Why The Court Did Not Allow For Arbitration
RJFS sought declaratory and injunctive relief barring arbitration of the investors’ claims because the investors were not customers of RJFS. The parties stipulated to the following facts regarding the investment:
- The investors had no personal contact with Kevin Keough, a registered representative, but David Affeldt, a tax attorney, personally met with the investors and recommended each invest in Inofin. David Affeldt never represented to the customers that he was acting for a person who claimed to be an RJFS representative or that he was affiliated with RJFS.
- The investors did not hold any accounts including trade accounts with RJFS at any time.
- The investors did not understand that they were purchasing Inofin or any other security from RJFS.
Based on these stipulated facts, the District Court agreed with RJFS that the investors were not customers and were not subject to the FINRA arbitration provisions.
On appeal, the investors requested that the Fourth Circuit read the FINRA Rule broadly based on the judiciary’s presumption in favor of arbitration. The investors’ claim to RJFS customer status hinged on their argument that Affeldt was an agent for Keough, such that when they were doing business with Affeldt, the investors were actually doing business with Keough – and by extension with RJFS.
Arbitration is a Matter of Consent
The Fourth Circuit explained arbitration is a matter of consent not coercion. The court was unwilling to require arbitration because a court cannot apply any presumption in favor of arbitration unless there already exists an enforceable arbitration agreement between parties. See UBS Fin. Svcs. V. Carilion Clinic, 706 F.3d 319, 323-325 n.2 (4th Cir. 2013).
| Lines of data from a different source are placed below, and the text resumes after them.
use axum::{extract::State, http::StatusCode, routing::get, Json, Router};
use chrono::Utc;
use serde::Serialize;
use signoff_db::DbPool;
use tracing::{error, info};

#[derive(Clone)]
pub struct HealthState {
    db_pool: DbPool,
}

/// Readiness of the workflow store: the probe counts active workflows,
/// so it fails both when the database is down and when the schema has
/// not been migrated yet.
#[derive(Clone, Debug, PartialEq, Serialize)]
pub struct StoreHealth {
    pub status: &'static str,
    pub detail: String,
    pub active_workflows: Option<i64>,
}

#[derive(Clone, Debug, PartialEq, Serialize)]
pub struct HealthResponse {
    pub status: &'static str,
    pub store: StoreHealth,
    pub checked_at: String,
}

pub fn router(db_pool: DbPool) -> Router {
    Router::new().route("/health", get(health)).with_state(HealthState { db_pool })
}

pub async fn spawn(bind_address: &str, port: u16, db_pool: DbPool) -> std::io::Result<()> {
    let address = format!("{bind_address}:{port}");
    let listener = tokio::net::TcpListener::bind(&address).await?;

    info!(
        event_name = "system.health.start",
        correlation_id = "bootstrap",
        workflow_id = "unknown",
        bind_address = %address,
        "health endpoint started"
    );

    tokio::spawn(async move {
        if let Err(error) = axum::serve(listener, router(db_pool)).await {
            error!(
                event_name = "system.health.error",
                correlation_id = "bootstrap",
                workflow_id = "unknown",
                error = %error,
                "health endpoint server terminated unexpectedly"
            );
        }
    });

    Ok(())
}

pub async fn health(State(state): State<HealthState>) -> (StatusCode, Json<HealthResponse>) {
    let store = store_check(&state.db_pool).await;
    let ready = store.status == "ready";

    let payload = HealthResponse {
        status: if ready { "ready" } else { "degraded" },
        store,
        checked_at: Utc::now().to_rfc3339(),
    };

    let status_code = if ready { StatusCode::OK } else { StatusCode::SERVICE_UNAVAILABLE };
    (status_code, Json(payload))
}

async fn store_check(pool: &DbPool) -> StoreHealth {
    let count = sqlx::query_scalar::<_, i64>(
        "SELECT COUNT(*) FROM approval_workflow \
         WHERE status IN ('pending', 'in_review', 'escalated')",
    )
    .fetch_one(pool)
    .await;

    match count {
        Ok(active) => StoreHealth {
            status: "ready",
            detail: "workflow store reachable".to_string(),
            active_workflows: Some(active),
        },
        Err(error) => StoreHealth {
            status: "degraded",
            detail: format!("workflow store probe failed: {error}"),
            active_workflows: None,
        },
    }
}

#[cfg(test)]
mod tests {
    use axum::{extract::State, http::StatusCode, Json};
    use signoff_db::{connect_with_settings, migrations};

    use crate::health::{health, HealthState};

    #[tokio::test]
    async fn health_returns_ready_when_the_store_is_reachable() {
        let pool = connect_with_settings("sqlite::memory:", 1, 5)
            .await
            .expect("pool should connect");
        migrations::run_pending(&pool).await.expect("migrations");

        let (status, Json(payload)) = health(State(HealthState { db_pool: pool.clone() })).await;

        assert_eq!(status, StatusCode::OK);
        assert_eq!(payload.status, "ready");
        assert_eq!(payload.store.status, "ready");
        assert_eq!(payload.store.active_workflows, Some(0));

        pool.close().await;
    }

    #[tokio::test]
    async fn health_degrades_when_the_schema_is_missing() {
        let pool = connect_with_settings("sqlite::memory:", 1, 5)
            .await
            .expect("pool should connect");

        let (status, Json(payload)) = health(State(HealthState { db_pool: pool })).await;

        assert_eq!(status, StatusCode::SERVICE_UNAVAILABLE);
        assert_eq!(payload.status, "degraded");
        assert_eq!(payload.store.status, "degraded");
        assert_eq!(payload.store.active_workflows, None);
    }

    #[tokio::test]
    async fn health_degrades_when_the_pool_is_closed() {
        let pool = connect_with_settings("sqlite::memory:", 1, 5)
            .await
            .expect("pool should connect");
        migrations::run_pending(&pool).await.expect("migrations");
        pool.close().await;

        let (status, Json(payload)) = health(State(HealthState { db_pool: pool })).await;

        assert_eq!(status, StatusCode::SERVICE_UNAVAILABLE);
        assert_eq!(payload.status, "degraded");
        assert_eq!(payload.store.active_workflows, None);
    }
}
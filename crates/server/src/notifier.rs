use std::time::Duration;

use async_trait::async_trait;
use secrecy::{ExposeSecret, SecretString};

use signoff_core::config::NotifierConfig;
use signoff_core::notify::{NotificationEvent, NotificationHook, NotifyError};

/// Posts each notification event as JSON to a configured webhook.
///
/// Delivery is best effort: the caller fires this after the transaction
/// commits and logs failures without retrying or rolling anything back.
pub struct WebhookNotifier {
    client: reqwest::Client,
    webhook_url: String,
    bearer_token: Option<SecretString>,
}

impl WebhookNotifier {
    pub fn from_config(config: &NotifierConfig) -> Result<Option<Self>, NotifyError> {
        if !config.enabled {
            return Ok(None);
        }
        let webhook_url = match &config.webhook_url {
            Some(url) => url.clone(),
            None => return Ok(None),
        };

        let client = reqwest::Client::builder()
            .timeout(Duration::from_secs(config.timeout_secs))
            .build()
            .map_err(|error| NotifyError::Delivery(error.to_string()))?;

        Ok(Some(Self { client, webhook_url, bearer_token: config.bearer_token.clone() }))
    }
}

#[async_trait]
impl NotificationHook for WebhookNotifier {
    async fn notify(&self, event: &NotificationEvent) -> Result<(), NotifyError> {
        let mut request = self.client.post(&self.webhook_url).json(event);
        if let Some(token) = &self.bearer_token {
            request = request.bearer_auth(token.expose_secret());
        }

        request
            .send()
            .await
            .and_then(|response| response.error_for_status())
            .map_err(|error| NotifyError::Delivery(error.to_string()))?;

        Ok(())
    }
}
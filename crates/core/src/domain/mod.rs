pub mod comment;
pub mod history;
pub mod information;
pub mod step;
pub mod workflow;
As the District Court concluded, the Fourth Circuit affirmed that the connection between the investors and RJFS is much too attenuated. The Fourth Circuit explained that while a customer frequently relies upon the representations or reputation of the entity with which the entity deals, in this case, the investors made their decision to invest independently of any recommendation on the part of RJFS. To find a customer relationship in such a situation would impose responsibility on a company whose name was never so much as utilized to induce the investors to part with their funds. The Fourth Circuit rejected the investors’ claims that mere interaction between a member firm and third party can transform an investor who dealt only with the third party into a customer of the member firm.
The court went on to explain that the parties’ stipulations demonstrate the absence of apparent authority. Apparent authority is created by written or spoken words or any other conduct of the principal which, reasonably interpreted, causes a third person to believe that the principal consents to have the act done on his behalf by the person purporting to act for him. See Restatement (Second) of Agency §27. The investors did not have personal contact with a representative of RJFS or understand that they were purchasing Inofin or any other security from RJFS. Thus, the investors did not have the apparent authority of RJFS and are not customers.
The investors were not contractually defined customers entitled to arbitration as required by the FINRA Rules. Therefore, the investors were not able to take advantage of this procedural device to expedite the resolution of their claims. This case demonstrates an overarching importance for investors to identify the parties that owe a contractual obligation to properly manage their investment at the outset, as opposed to waiting until litigation arises.
Allen & Gooch is providing this legal update for informational purposes only. This article should not be construed as legal advice or a legal opinion as to any specific facts or circumstances. You should consult your own attorney concerning your particular situation and any specific legal questions you may have.